[Data provided]:
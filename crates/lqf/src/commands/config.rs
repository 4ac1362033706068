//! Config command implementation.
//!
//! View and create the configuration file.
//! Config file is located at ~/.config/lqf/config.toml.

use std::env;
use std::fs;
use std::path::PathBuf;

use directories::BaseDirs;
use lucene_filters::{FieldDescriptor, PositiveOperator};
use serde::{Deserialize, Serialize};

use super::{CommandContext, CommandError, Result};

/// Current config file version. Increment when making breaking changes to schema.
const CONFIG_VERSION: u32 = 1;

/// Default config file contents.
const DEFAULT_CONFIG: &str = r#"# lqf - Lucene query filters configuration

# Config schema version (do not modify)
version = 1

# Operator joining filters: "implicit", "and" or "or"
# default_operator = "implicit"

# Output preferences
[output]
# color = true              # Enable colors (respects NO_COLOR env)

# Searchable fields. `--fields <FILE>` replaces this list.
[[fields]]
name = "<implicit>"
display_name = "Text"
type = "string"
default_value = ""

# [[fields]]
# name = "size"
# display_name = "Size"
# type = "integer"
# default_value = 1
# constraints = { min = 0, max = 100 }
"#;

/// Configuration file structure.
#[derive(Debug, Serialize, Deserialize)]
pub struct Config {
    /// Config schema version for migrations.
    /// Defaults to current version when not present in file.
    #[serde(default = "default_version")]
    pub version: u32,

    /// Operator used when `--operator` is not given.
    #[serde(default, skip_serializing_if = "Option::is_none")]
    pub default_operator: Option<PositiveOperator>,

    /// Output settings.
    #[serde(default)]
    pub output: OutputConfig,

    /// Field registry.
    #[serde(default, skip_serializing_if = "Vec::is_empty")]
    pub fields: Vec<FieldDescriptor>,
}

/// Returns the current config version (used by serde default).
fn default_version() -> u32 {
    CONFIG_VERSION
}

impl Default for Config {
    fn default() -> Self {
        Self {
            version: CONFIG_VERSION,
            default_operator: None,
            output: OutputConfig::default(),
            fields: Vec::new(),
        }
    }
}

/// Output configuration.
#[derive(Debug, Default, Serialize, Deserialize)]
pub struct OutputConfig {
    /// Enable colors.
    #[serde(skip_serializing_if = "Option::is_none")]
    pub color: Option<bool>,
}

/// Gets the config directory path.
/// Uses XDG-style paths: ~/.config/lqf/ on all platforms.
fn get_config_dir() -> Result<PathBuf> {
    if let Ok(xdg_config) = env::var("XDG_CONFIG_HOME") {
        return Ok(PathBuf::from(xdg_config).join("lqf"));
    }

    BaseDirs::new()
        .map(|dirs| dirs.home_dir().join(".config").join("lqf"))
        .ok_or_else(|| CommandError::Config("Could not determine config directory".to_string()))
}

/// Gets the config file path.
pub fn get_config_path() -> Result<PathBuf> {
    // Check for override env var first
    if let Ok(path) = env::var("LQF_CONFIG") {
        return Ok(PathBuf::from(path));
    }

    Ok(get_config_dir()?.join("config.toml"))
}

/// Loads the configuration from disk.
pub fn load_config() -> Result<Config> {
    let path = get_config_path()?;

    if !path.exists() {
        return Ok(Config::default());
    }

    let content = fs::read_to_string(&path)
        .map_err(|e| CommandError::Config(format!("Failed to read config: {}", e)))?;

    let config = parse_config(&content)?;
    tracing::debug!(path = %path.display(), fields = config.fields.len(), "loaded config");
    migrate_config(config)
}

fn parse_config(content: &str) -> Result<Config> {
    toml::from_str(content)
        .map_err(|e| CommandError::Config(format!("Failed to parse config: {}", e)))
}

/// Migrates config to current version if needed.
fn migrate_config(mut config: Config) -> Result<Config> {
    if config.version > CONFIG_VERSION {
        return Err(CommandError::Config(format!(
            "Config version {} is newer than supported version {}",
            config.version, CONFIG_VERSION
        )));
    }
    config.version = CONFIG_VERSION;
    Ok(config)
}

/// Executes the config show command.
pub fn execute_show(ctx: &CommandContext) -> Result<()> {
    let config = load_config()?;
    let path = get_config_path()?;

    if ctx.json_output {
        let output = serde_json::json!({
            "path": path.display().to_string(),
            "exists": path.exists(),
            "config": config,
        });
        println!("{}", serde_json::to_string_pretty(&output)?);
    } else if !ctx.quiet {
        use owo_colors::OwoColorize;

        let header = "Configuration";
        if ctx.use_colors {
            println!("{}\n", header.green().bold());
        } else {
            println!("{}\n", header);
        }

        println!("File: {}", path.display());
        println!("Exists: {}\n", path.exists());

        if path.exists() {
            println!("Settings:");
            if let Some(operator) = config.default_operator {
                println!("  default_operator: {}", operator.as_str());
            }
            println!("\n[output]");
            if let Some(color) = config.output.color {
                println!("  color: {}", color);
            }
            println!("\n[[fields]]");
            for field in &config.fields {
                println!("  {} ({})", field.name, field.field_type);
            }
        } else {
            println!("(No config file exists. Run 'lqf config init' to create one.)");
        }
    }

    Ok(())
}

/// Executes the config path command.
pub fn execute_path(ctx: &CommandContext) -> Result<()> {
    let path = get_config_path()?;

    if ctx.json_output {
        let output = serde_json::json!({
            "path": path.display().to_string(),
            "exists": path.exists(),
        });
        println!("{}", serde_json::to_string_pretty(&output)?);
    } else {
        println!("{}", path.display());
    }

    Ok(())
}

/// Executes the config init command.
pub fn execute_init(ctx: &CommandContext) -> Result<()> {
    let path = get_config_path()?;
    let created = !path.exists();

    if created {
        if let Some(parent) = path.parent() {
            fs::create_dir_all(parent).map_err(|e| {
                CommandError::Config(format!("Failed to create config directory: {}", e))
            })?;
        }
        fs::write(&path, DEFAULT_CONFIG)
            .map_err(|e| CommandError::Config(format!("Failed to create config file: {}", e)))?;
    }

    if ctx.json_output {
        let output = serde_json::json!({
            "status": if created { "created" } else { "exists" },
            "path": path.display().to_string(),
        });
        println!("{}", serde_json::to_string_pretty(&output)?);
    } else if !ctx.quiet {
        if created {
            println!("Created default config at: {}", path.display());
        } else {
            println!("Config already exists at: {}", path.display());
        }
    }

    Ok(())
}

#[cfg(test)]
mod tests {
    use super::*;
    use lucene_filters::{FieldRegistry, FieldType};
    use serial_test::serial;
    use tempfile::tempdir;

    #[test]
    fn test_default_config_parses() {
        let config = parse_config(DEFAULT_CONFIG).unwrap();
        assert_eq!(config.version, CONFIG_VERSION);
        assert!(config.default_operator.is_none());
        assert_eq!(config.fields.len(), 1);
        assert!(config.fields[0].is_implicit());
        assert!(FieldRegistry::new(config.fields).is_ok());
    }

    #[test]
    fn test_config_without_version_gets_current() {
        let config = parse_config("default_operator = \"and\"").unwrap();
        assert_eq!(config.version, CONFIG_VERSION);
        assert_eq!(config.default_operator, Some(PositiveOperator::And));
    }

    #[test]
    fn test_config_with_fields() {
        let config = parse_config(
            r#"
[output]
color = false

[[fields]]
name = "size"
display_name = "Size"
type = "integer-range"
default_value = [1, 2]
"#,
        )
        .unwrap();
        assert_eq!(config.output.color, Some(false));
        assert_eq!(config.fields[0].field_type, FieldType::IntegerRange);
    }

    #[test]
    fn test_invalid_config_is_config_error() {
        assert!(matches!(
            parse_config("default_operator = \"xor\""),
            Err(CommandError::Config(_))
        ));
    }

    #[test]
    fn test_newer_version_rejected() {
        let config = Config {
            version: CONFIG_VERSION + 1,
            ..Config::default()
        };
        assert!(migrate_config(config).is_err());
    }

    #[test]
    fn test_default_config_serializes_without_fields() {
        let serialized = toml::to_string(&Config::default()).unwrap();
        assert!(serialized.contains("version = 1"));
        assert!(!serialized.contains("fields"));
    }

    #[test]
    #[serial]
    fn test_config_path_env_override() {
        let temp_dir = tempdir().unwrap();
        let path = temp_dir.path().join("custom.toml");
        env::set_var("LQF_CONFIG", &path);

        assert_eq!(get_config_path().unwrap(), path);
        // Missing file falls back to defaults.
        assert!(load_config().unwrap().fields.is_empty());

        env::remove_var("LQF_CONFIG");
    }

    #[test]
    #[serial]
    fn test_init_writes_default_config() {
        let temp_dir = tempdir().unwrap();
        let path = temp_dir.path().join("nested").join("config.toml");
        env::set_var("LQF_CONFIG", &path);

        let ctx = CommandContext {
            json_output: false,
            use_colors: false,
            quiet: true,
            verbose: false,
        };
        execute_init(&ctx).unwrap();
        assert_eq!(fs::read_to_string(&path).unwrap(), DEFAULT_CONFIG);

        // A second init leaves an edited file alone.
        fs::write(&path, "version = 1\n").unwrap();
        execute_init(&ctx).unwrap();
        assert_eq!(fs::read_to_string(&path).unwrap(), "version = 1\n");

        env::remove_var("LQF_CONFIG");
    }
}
...
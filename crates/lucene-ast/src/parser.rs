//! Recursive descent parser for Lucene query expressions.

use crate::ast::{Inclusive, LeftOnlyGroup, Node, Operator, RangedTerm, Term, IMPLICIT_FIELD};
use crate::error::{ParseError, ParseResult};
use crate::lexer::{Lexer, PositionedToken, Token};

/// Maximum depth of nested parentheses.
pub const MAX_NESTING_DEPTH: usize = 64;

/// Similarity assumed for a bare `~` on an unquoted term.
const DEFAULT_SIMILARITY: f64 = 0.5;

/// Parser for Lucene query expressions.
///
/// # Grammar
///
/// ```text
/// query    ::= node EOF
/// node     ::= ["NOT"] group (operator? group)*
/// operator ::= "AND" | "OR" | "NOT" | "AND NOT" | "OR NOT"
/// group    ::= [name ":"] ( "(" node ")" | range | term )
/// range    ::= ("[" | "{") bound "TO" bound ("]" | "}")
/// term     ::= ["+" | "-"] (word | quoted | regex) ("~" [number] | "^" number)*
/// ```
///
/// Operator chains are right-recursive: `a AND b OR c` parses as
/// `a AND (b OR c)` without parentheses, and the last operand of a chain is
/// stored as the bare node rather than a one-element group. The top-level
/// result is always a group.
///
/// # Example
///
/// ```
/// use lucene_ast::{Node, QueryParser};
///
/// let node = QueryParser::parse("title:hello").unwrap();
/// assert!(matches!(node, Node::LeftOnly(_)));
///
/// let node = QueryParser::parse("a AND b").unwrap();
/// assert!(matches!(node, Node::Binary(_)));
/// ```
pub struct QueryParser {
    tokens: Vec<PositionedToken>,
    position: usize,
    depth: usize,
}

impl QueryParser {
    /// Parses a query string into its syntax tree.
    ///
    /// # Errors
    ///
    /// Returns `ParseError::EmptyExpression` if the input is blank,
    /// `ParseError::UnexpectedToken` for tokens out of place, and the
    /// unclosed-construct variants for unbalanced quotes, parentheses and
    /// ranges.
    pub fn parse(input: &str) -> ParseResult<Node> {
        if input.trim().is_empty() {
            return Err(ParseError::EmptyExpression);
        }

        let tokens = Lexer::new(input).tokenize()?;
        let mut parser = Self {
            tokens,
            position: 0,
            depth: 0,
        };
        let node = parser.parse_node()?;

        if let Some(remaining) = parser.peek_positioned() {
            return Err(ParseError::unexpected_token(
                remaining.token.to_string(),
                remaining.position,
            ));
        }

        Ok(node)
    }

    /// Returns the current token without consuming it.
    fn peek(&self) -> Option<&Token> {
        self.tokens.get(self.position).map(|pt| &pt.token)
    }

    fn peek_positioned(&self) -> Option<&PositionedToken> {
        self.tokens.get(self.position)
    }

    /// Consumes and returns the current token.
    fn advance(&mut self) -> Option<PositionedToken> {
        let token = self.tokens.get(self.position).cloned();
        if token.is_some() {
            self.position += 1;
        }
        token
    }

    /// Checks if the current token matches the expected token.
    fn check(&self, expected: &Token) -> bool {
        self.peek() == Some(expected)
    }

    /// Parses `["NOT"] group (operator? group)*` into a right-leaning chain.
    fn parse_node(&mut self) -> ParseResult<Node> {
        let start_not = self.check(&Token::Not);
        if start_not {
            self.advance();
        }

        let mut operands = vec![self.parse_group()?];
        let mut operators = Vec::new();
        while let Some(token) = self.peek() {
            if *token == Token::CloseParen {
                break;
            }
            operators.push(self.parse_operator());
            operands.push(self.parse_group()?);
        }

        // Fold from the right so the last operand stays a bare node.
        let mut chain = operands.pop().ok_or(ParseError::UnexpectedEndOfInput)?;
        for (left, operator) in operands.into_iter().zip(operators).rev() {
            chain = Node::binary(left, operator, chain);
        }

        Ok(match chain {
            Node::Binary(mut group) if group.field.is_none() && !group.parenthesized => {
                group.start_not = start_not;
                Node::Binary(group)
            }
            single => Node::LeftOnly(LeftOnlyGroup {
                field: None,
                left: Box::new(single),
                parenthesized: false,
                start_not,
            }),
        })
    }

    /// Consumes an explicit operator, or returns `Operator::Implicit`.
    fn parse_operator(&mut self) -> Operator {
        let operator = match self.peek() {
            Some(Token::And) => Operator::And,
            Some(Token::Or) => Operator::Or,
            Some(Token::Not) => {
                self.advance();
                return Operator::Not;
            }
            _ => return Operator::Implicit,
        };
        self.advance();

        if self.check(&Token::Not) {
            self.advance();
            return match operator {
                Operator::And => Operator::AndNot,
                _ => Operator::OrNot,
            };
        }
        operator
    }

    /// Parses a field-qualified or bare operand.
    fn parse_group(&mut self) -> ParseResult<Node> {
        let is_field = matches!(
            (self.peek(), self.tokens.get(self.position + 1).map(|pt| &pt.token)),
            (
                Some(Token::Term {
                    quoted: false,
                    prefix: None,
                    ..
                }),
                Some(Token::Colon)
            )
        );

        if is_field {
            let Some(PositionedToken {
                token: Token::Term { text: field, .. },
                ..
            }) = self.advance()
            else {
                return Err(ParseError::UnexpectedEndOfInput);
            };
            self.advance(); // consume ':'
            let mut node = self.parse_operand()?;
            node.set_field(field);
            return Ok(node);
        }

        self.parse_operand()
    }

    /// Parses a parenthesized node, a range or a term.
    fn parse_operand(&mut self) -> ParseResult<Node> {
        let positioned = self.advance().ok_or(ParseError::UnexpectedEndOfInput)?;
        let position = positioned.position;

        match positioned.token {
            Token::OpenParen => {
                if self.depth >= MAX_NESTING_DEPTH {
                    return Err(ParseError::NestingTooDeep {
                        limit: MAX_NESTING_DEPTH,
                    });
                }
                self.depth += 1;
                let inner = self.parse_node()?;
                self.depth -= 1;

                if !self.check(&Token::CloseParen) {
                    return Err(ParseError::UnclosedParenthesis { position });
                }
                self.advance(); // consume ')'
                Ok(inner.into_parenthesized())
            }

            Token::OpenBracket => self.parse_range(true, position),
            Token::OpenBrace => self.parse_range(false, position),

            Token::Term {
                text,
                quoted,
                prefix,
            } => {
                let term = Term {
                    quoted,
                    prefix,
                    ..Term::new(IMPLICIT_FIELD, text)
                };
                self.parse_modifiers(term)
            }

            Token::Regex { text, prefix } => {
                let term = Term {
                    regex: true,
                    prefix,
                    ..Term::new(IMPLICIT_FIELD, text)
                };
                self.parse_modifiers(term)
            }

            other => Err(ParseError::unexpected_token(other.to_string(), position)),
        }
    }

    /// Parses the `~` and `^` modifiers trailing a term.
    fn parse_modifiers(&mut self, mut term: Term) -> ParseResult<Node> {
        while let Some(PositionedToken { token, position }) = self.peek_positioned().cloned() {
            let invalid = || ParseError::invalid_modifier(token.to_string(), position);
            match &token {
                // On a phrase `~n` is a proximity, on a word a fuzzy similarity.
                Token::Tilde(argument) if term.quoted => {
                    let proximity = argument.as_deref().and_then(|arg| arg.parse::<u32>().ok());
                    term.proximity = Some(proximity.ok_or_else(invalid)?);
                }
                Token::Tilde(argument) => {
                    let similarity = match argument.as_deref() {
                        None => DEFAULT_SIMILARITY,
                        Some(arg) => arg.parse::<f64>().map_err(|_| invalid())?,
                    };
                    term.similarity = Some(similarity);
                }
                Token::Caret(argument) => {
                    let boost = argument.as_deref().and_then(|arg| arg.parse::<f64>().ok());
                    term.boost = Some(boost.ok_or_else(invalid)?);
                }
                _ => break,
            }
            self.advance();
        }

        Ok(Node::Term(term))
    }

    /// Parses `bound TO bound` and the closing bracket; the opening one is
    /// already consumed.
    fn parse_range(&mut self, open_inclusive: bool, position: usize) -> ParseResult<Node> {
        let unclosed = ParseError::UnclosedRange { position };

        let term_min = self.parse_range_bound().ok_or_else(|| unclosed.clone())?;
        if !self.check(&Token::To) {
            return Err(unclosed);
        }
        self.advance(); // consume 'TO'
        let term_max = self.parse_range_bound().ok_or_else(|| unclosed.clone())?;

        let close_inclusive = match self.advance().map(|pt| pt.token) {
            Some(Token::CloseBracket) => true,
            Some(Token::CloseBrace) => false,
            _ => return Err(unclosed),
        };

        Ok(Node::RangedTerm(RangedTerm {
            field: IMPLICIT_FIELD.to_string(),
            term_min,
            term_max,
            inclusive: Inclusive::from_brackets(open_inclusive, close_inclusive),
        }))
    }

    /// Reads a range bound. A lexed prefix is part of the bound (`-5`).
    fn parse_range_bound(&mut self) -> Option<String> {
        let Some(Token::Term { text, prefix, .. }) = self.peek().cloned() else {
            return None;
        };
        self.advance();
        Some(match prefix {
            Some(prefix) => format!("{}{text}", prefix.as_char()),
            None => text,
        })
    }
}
--
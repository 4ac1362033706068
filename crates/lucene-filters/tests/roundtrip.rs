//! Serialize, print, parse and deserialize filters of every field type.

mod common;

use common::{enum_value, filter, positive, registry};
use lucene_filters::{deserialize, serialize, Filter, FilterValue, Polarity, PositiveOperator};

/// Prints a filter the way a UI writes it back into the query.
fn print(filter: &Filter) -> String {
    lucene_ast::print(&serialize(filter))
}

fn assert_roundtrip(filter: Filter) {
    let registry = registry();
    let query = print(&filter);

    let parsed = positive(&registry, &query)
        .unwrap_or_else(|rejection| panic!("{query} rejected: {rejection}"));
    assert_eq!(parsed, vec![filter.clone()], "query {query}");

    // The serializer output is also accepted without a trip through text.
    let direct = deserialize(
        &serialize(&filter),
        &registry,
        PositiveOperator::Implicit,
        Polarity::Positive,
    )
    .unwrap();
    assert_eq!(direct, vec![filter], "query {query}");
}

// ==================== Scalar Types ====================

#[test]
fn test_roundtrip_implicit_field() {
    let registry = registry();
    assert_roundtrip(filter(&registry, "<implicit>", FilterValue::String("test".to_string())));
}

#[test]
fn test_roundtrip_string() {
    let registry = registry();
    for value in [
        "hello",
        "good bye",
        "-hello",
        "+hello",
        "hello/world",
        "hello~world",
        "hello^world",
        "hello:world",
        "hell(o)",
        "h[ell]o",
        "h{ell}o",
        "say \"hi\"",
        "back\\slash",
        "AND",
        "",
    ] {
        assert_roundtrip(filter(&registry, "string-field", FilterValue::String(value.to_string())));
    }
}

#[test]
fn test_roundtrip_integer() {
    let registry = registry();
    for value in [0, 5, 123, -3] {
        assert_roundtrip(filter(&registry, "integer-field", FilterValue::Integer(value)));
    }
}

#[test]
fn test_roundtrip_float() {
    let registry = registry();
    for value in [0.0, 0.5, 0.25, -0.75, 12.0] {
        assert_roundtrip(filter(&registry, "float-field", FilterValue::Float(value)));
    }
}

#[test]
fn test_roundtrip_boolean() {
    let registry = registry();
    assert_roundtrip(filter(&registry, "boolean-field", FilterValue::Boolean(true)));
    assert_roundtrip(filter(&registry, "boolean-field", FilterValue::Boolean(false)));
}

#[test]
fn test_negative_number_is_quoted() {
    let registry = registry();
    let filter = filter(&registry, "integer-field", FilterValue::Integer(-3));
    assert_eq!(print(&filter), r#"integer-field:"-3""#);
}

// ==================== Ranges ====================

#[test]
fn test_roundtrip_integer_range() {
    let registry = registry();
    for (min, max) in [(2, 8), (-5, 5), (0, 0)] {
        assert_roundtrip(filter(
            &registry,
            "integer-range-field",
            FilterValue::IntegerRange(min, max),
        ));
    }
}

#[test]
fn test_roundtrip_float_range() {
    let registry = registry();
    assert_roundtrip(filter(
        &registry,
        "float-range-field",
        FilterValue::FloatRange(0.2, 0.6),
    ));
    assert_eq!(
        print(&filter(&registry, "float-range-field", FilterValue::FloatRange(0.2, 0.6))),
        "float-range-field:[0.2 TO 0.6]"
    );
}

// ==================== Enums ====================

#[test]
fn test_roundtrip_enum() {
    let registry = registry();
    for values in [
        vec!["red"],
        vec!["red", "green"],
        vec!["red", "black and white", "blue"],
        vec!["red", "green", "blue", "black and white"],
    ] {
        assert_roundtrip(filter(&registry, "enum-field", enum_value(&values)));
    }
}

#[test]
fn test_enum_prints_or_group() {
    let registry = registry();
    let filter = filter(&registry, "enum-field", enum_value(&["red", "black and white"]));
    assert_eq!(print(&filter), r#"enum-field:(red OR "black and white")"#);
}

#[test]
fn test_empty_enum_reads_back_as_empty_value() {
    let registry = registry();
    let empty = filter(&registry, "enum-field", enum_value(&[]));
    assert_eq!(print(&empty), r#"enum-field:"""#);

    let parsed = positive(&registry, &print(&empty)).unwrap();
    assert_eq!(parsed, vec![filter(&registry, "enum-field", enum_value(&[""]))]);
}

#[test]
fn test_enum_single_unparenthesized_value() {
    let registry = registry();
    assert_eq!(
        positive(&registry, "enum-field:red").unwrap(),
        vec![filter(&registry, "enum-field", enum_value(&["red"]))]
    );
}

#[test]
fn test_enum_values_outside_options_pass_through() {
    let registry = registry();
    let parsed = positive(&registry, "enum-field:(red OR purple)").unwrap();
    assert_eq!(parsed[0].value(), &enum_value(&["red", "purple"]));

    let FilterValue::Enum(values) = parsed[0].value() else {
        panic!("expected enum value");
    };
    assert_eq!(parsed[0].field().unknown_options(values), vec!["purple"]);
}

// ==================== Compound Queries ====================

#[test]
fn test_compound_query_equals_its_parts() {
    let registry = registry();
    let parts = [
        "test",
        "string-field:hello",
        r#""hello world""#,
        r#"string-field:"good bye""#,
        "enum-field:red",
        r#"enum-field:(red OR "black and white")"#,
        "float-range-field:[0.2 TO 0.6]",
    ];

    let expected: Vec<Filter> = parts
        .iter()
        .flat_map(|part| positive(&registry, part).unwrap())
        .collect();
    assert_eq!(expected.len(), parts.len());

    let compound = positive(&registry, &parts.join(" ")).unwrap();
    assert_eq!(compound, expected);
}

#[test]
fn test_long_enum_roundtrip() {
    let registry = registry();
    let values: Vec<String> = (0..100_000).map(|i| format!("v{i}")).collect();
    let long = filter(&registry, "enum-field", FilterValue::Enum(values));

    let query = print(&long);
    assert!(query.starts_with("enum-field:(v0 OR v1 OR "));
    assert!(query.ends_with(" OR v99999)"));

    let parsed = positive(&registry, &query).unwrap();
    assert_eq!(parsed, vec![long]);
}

[Task to complete]: Reproducing the whole listing above is not the task. Copy exactly only the lines from the one with "is newer than" to the one with "let config = load_config()?;", both kept.

[Answer section]:
            "Config version {} is newer than supported version {}",
            config.version, CONFIG_VERSION
        )));
    }
    config.version = CONFIG_VERSION;
    Ok(config)
}

/// Executes the config show command.
pub fn execute_show(ctx: &CommandContext) -> Result<()> {
    let config = load_config()?;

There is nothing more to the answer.